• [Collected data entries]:
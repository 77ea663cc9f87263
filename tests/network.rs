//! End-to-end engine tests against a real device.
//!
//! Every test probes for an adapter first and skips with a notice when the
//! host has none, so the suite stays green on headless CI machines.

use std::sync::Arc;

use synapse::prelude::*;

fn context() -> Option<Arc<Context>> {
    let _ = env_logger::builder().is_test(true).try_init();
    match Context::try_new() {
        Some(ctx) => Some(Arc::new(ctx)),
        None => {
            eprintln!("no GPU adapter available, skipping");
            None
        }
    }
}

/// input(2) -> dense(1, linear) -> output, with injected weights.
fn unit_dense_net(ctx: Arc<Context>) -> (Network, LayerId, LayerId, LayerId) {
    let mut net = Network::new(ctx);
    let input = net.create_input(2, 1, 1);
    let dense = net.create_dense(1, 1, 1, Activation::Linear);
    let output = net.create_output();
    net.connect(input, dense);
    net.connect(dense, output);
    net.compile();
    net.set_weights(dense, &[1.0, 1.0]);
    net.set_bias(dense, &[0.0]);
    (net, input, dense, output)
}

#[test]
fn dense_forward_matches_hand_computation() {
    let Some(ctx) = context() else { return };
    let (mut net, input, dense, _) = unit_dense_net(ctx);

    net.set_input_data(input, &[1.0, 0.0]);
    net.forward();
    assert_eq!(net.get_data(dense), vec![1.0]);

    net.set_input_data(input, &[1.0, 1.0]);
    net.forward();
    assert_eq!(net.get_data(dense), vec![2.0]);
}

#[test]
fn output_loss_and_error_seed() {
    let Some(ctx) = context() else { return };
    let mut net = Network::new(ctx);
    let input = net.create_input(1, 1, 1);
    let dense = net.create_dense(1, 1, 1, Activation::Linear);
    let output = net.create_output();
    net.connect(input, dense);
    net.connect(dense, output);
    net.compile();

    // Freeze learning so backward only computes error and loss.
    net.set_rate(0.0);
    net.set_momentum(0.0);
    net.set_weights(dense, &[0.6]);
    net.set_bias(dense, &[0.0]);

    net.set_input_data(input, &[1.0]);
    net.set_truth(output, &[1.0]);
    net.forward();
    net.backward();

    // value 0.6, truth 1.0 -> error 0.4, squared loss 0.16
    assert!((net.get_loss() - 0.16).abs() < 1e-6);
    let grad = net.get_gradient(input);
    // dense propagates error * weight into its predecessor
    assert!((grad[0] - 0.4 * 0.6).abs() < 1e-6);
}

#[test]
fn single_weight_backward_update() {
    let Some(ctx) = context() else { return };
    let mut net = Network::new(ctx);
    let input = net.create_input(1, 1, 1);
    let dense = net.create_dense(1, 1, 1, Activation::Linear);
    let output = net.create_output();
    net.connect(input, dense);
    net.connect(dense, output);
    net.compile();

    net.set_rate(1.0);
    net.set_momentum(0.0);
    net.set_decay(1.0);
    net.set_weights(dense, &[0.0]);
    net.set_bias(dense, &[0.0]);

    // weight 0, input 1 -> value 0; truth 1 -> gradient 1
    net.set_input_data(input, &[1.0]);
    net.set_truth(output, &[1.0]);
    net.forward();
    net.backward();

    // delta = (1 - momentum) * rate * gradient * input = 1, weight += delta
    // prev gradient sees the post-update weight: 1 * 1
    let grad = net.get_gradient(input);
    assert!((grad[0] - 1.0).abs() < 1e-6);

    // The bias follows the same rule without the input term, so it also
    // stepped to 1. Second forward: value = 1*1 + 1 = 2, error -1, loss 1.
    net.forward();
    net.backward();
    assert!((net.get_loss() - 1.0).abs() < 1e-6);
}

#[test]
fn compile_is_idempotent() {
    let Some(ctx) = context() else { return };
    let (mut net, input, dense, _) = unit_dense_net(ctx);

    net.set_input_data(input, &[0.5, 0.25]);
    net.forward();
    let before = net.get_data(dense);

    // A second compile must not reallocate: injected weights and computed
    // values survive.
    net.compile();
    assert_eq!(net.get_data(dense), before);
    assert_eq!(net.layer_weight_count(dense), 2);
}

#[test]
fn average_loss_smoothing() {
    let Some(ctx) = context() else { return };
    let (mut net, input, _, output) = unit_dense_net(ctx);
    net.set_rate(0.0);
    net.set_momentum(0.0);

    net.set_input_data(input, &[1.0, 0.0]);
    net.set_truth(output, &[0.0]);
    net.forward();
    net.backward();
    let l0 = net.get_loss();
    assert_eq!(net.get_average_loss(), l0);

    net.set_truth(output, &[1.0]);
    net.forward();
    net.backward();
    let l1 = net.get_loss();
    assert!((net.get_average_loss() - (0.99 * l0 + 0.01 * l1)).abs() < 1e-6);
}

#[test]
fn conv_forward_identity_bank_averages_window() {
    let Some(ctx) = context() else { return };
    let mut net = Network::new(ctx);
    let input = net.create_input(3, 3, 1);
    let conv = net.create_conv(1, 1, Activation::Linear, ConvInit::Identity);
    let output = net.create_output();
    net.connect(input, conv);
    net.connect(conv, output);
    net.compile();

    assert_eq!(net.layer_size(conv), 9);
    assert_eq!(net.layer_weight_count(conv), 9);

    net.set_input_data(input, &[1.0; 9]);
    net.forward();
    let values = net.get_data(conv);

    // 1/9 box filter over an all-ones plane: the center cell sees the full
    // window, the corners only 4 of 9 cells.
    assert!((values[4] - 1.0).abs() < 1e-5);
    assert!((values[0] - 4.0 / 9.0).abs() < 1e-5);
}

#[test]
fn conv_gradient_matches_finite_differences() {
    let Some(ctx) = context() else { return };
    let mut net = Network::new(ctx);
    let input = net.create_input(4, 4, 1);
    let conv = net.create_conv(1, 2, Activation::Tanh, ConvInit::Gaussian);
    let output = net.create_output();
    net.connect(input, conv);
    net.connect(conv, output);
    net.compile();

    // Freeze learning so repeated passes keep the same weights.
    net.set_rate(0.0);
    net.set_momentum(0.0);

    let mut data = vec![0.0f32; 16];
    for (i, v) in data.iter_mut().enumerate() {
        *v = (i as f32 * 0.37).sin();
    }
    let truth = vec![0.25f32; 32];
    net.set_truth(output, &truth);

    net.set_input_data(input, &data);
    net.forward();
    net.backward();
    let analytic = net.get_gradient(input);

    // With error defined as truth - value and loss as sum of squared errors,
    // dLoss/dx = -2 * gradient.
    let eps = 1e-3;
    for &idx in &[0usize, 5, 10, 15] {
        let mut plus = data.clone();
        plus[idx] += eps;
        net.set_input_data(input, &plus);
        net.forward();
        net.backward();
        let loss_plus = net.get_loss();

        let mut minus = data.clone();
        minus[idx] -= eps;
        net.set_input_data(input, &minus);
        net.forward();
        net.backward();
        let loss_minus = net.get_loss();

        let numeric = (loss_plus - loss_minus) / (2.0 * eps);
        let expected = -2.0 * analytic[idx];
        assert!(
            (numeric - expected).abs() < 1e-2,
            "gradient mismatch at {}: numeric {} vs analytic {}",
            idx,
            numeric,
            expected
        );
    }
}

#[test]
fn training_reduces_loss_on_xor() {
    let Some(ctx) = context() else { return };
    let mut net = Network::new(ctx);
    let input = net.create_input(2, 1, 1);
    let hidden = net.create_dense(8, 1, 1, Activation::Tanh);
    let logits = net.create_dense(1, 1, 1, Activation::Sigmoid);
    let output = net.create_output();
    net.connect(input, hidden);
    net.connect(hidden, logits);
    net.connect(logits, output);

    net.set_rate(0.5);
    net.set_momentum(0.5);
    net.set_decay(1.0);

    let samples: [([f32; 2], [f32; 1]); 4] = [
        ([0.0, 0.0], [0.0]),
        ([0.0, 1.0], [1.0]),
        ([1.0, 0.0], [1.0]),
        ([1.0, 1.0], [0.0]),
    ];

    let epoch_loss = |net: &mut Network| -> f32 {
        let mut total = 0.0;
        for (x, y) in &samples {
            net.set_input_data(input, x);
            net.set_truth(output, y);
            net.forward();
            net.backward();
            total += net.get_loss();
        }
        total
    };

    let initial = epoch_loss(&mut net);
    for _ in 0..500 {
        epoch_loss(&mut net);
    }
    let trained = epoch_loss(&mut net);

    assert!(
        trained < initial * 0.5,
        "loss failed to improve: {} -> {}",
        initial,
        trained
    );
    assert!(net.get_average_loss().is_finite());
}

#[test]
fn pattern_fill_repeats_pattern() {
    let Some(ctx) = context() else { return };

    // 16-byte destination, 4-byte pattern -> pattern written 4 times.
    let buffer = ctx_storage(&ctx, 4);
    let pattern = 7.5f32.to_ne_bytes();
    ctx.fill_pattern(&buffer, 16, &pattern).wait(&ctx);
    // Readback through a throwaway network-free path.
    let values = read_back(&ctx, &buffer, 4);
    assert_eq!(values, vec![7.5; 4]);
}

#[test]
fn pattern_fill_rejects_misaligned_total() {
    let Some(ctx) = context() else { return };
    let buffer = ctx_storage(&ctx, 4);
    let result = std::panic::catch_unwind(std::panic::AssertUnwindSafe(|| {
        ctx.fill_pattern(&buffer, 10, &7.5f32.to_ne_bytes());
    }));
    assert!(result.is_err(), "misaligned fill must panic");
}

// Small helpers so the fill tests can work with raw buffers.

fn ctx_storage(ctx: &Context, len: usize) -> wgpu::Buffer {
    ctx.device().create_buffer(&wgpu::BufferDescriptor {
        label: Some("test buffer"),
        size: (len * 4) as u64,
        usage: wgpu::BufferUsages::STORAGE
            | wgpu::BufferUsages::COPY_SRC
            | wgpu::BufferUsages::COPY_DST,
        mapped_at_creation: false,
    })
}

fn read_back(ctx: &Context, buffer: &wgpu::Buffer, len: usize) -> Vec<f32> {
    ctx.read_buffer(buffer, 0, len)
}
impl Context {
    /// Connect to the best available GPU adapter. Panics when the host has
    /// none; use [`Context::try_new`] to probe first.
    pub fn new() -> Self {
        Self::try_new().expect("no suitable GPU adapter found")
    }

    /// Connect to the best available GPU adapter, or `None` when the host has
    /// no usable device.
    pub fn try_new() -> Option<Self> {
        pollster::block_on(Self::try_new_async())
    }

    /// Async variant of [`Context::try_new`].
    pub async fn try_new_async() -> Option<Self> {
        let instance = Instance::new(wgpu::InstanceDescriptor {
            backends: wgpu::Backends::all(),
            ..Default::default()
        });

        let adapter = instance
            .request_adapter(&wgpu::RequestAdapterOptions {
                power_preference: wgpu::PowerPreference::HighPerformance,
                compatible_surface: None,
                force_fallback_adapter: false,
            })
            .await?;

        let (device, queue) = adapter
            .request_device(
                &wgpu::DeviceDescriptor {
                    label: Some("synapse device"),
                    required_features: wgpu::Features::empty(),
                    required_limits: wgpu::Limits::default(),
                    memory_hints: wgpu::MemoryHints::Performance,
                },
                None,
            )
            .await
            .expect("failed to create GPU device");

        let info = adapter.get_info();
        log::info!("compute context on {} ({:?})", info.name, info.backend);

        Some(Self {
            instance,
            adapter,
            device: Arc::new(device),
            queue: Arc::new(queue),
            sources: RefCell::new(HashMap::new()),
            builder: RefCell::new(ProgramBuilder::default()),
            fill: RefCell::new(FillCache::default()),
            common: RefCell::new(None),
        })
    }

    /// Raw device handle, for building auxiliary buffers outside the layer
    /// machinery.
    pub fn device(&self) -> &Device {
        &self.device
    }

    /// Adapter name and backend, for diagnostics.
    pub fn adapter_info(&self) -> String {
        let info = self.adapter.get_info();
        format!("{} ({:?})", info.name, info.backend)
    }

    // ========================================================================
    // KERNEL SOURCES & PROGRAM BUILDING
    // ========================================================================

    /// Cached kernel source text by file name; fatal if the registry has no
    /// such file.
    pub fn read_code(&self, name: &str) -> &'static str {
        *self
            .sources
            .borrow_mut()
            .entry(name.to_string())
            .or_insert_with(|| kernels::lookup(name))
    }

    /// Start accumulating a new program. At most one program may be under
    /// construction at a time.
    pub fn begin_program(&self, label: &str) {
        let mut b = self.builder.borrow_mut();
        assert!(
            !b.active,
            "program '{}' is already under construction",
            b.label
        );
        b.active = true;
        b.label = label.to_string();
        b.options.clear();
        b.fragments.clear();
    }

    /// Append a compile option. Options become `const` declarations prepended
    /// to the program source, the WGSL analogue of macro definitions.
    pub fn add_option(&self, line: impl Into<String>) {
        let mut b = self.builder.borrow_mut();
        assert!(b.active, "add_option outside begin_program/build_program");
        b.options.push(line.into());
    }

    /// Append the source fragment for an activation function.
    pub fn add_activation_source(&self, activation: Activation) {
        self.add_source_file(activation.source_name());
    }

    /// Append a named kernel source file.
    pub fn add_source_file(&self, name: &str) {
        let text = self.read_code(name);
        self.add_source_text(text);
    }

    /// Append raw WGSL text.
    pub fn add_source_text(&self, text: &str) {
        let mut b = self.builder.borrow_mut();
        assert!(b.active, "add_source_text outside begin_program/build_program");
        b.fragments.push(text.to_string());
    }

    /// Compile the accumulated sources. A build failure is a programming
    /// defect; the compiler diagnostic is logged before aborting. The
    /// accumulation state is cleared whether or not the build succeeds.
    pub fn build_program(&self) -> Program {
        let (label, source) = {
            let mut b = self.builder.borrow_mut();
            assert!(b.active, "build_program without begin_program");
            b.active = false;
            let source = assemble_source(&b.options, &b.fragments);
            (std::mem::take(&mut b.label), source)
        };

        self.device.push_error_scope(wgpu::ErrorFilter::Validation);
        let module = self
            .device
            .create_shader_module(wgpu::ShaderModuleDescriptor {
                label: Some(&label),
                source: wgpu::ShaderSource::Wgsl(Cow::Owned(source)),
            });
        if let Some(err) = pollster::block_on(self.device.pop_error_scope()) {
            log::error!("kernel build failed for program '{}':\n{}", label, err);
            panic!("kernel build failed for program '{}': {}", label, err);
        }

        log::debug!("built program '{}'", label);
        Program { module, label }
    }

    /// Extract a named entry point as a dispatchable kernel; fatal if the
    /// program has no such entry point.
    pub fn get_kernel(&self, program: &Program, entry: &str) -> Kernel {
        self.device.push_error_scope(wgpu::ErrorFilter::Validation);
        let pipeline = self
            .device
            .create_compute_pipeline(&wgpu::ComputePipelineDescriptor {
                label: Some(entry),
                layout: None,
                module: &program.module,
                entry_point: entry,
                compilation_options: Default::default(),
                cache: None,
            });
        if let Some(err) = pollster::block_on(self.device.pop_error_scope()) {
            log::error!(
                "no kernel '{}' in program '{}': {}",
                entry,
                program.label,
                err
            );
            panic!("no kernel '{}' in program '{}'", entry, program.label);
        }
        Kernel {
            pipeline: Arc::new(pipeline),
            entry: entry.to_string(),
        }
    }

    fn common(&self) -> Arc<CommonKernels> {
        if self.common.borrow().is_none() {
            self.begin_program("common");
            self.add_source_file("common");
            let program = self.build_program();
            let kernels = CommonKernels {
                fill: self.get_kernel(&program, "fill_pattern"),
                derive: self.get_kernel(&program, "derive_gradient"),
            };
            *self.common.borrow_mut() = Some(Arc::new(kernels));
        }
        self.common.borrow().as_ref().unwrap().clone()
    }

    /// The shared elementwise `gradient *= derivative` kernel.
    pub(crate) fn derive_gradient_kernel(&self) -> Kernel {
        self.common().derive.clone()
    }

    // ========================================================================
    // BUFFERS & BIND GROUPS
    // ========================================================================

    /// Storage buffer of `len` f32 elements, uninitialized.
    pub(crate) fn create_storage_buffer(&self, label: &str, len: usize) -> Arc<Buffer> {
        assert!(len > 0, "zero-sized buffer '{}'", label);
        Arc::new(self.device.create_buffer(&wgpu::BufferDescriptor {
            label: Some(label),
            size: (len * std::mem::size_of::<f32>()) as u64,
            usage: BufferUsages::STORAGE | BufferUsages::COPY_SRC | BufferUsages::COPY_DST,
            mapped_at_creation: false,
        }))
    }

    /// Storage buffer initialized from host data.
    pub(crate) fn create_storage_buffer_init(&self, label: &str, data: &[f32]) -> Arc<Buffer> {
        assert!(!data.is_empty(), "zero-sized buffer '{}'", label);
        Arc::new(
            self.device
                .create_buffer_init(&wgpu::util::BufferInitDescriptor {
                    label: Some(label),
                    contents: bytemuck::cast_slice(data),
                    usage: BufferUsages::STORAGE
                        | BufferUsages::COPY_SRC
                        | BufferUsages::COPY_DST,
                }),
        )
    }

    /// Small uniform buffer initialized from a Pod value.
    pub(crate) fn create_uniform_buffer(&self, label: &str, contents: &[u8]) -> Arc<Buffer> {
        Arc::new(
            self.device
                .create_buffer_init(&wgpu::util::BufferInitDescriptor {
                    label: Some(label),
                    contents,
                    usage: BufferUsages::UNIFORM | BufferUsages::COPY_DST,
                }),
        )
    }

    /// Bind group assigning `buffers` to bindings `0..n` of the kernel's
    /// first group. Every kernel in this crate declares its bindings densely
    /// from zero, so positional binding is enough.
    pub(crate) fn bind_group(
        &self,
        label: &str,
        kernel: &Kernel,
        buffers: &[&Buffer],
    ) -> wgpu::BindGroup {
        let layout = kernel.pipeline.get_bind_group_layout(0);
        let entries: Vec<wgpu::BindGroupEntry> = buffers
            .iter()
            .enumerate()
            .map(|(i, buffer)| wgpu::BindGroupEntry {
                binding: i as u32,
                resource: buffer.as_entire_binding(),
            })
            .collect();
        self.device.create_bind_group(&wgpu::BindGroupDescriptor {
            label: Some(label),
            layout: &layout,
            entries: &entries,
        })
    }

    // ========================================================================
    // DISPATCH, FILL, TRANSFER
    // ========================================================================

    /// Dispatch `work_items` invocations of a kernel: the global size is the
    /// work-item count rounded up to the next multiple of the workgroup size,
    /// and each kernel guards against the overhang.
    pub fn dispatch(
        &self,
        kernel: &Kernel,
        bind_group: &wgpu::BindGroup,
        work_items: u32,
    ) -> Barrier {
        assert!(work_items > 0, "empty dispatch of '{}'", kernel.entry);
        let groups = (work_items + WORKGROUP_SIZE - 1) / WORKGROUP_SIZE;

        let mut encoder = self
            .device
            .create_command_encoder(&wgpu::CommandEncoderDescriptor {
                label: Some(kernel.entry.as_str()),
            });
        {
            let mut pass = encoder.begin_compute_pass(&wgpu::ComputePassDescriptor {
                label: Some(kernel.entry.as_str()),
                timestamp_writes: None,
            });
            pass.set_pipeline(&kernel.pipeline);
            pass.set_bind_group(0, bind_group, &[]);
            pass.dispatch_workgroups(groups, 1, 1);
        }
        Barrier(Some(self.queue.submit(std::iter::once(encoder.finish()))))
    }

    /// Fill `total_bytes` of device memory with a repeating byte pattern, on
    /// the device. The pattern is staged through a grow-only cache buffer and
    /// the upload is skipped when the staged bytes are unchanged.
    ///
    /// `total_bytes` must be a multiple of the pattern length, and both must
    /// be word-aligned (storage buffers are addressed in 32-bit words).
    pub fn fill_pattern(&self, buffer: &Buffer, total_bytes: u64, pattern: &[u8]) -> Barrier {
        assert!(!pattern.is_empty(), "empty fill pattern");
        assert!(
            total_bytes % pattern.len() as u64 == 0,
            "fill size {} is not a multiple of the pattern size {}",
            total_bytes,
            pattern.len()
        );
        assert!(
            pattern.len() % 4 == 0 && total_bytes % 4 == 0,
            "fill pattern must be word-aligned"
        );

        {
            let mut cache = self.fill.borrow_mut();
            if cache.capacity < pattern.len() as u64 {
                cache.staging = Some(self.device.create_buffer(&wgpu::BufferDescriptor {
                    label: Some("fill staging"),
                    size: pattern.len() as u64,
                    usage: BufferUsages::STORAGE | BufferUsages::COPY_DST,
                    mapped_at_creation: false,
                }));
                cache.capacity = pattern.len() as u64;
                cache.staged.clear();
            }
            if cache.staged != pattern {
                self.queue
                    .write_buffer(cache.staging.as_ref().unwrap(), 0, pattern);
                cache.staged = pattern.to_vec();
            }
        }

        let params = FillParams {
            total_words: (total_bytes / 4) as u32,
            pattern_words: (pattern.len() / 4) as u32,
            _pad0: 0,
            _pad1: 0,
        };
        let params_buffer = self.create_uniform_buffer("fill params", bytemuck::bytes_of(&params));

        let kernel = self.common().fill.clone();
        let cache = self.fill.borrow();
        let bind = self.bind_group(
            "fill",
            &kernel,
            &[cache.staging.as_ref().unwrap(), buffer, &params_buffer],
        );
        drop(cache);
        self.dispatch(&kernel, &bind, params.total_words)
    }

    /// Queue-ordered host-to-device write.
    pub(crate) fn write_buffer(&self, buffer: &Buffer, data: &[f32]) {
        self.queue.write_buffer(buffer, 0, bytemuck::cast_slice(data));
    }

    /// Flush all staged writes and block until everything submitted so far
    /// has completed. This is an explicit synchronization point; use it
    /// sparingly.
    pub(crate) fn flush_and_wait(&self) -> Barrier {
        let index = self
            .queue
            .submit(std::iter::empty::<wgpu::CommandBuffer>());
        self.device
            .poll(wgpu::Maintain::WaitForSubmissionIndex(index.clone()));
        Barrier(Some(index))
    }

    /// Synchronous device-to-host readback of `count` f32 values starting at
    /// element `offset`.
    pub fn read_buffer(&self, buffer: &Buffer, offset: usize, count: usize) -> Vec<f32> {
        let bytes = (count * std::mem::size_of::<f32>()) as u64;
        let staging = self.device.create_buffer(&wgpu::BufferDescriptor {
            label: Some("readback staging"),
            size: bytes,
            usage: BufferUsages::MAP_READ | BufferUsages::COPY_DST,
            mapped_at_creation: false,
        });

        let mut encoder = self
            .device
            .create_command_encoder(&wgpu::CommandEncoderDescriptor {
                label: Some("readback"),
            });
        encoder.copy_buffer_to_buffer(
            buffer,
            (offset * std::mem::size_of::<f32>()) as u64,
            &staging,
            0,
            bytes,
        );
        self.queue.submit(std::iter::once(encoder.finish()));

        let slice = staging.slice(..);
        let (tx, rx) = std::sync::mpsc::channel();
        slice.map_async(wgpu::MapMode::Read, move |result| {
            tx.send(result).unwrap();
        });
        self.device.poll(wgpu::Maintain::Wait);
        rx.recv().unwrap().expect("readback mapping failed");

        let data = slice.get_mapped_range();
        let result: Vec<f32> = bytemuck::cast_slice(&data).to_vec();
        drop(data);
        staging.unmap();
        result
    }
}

• [TASK OBJECTIVE]: Please, from the entries above, set down exactly the lines from the one containing "net.set_weights(dense, &[0.6]);" through the one containing "net.set_rate(1.0);", and only those.

• [ANSWER FOR THE TASK]:
    net.set_weights(dense, &[0.6]);
    net.set_bias(dense, &[0.0]);

    net.set_input_data(input, &[1.0]);
    net.set_truth(output, &[1.0]);
    net.forward();
    net.backward();

    // value 0.6, truth 1.0 -> error 0.4, squared loss 0.16
    assert!((net.get_loss() - 0.16).abs() < 1e-6);
    let grad = net.get_gradient(input);
    // dense propagates error * weight into its predecessor
    assert!((grad[0] - 0.4 * 0.6).abs() < 1e-6);
}

#[test]
fn single_weight_backward_update() {
    let Some(ctx) = context() else { return };
    let mut net = Network::new(ctx);
    let input = net.create_input(1, 1, 1);
    let dense = net.create_dense(1, 1, 1, Activation::Linear);
    let output = net.create_output();
    net.connect(input, dense);
    net.connect(dense, output);
    net.compile();

    net.set_rate(1.0);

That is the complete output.